● Action item: Filter this material down to the lines that hold "mantissa", copying each one.

● Records supplied:
-=-=-

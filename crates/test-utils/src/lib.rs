//! Shared test utilities for the weather poster workspace.
//!
//! This crate provides common testing infrastructure including:
//! - Weather record fixtures
//! - Background image generators and raster inspection helpers
//! - Font discovery and skip macros for tests that need a TrueType font
//!
//! # Usage
//!
//! Add to your crate's `Cargo.toml`:
//!
//! ```toml
//! [dev-dependencies]
//! test-utils = { path = "../test-utils" }
//! ```
//!
//! Then import in your tests:
//!
//! ```ignore
//! use test_utils::{require_test_font, fixtures};
//! ```

pub mod fixtures;
pub mod generators;
pub mod paths;

// Re-export commonly used items at the crate root
pub use fixtures::*;
pub use generators::*;
pub use paths::*;

/// Macro to skip a test if no TrueType font is available.
///
/// Fonts are not checked into the repository. Set `POSTER_TEST_FONT` to a
/// `.ttf` file, or install one of the fonts listed in
/// [`paths::SYSTEM_FONT_CANDIDATES`].
///
/// # Usage
///
/// ```ignore
/// use test_utils::require_test_font;
///
/// #[test]
/// fn test_truetype_rendering() {
///     let font_path = require_test_font!();
///     // Test code using font_path...
/// }
/// ```
///
/// If no font is found, the test prints a skip message and returns early.
#[macro_export]
macro_rules! require_test_font {
    () => {{
        match $crate::find_test_font() {
            Some(path) => path,
            None => {
                eprintln!("SKIPPED: No TrueType font found. Set POSTER_TEST_FONT to a .ttf file.");
                return;
            }
        }
    }};
}

/// Macro for approximate floating-point equality assertions.
///
/// # Usage
///
/// ```ignore
/// use test_utils::assert_approx_eq;
///
/// assert_approx_eq!(270.4_f32, 270.0_f32, 1.0_f32); // passes
/// assert_approx_eq!(275.0_f32, 270.0_f32, 1.0_f32); // fails
/// ```
#[macro_export]
macro_rules! assert_approx_eq {
    ($left:expr, $right:expr, $epsilon:expr) => {{
        let left: f64 = $left as f64;
        let right: f64 = $right as f64;
        let epsilon: f64 = $epsilon as f64;
        let diff = (left - right).abs();
        if diff > epsilon {
            panic!(
                "assertion failed: `(left ≈ right)`\n  left: `{:?}`,\n right: `{:?}`,\n  diff: `{:?}` > epsilon `{:?}`",
                left, right, diff, epsilon
            );
        }
    }};
}

/// Macro for approximate equality of pixel channels.
///
/// # Usage
///
/// ```ignore
/// use test_utils::assert_rgb_approx_eq;
///
/// assert_rgb_approx_eq!(pixel, [175, 175, 175], 2);
/// ```
#[macro_export]
macro_rules! assert_rgb_approx_eq {
    ($pixel:expr, [$r:expr, $g:expr, $b:expr], $tolerance:expr) => {{
        let pixel = $pixel;
        $crate::assert_approx_eq!(pixel[0], $r, $tolerance);
        $crate::assert_approx_eq!(pixel[1], $g, $tolerance);
        $crate::assert_approx_eq!(pixel[2], $b, $tolerance);
    }};
}

#[cfg(test)]
mod tests {
    #[test]
    fn test_assert_approx_eq_passes() {
        assert_approx_eq!(1.0001, 1.0, 0.001);
        assert_approx_eq!(0.0, 0.0, 0.0001);
        assert_approx_eq!(-5.5, -5.500001, 0.0001);
    }

    #[test]
    #[should_panic(expected = "assertion failed")]
    fn test_assert_approx_eq_fails() {
        assert_approx_eq!(1.1, 1.0, 0.001);
    }

    #[test]
    fn test_assert_rgb_approx_eq_passes() {
        let pixel = image::Rgba([174u8, 176, 175, 255]);
        assert_rgb_approx_eq!(pixel, [175, 175, 175], 1);
    }
}
//! Number formatting for poster text.

/// Format a float the way readings appear on the poster.
///
/// Uses the shortest representation that round-trips, keeps a trailing
/// `.0` on integral values (`25.0`, never `25`), and switches to exponent
/// form (`1e+16`, `1.5e-05`) outside `[1e-4, 1e16)`.
pub fn format_decimal(value: f64) -> String {
    if value.is_nan() {
        return "nan".to_string();
    }
    if value.is_infinite() {
        return if value > 0.0 { "inf" } else { "-inf" }.to_string();
    }

    let magnitude = value.abs();
    if magnitude != 0.0 && !(1e-4..1e16).contains(&magnitude) {
        return format_exponent(value);
    }

    let text = format!("{}", value);
    if text.contains('.') {
        text
    } else {
        format!("{}.0", text)
    }
}

/// Exponent form with an explicit sign and at least two exponent digits.
fn format_exponent(value: f64) -> String {
    let text = format!("{:e}", value);
    match text.split_once('e') {
        Some((mantissa, exponent)) => {
            let exponent: i32 = exponent.parse().unwrap_or(0);
            let sign = if exponent < 0 { '-' } else { '+' };
            format!("{}e{}{:02}", mantissa, sign, exponent.abs())
        }
        None => text,
    }
}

-=-=-

● Finished task:
        Some((mantissa, exponent)) => {
            format!("{}e{}{:02}", mantissa, sign, exponent.abs())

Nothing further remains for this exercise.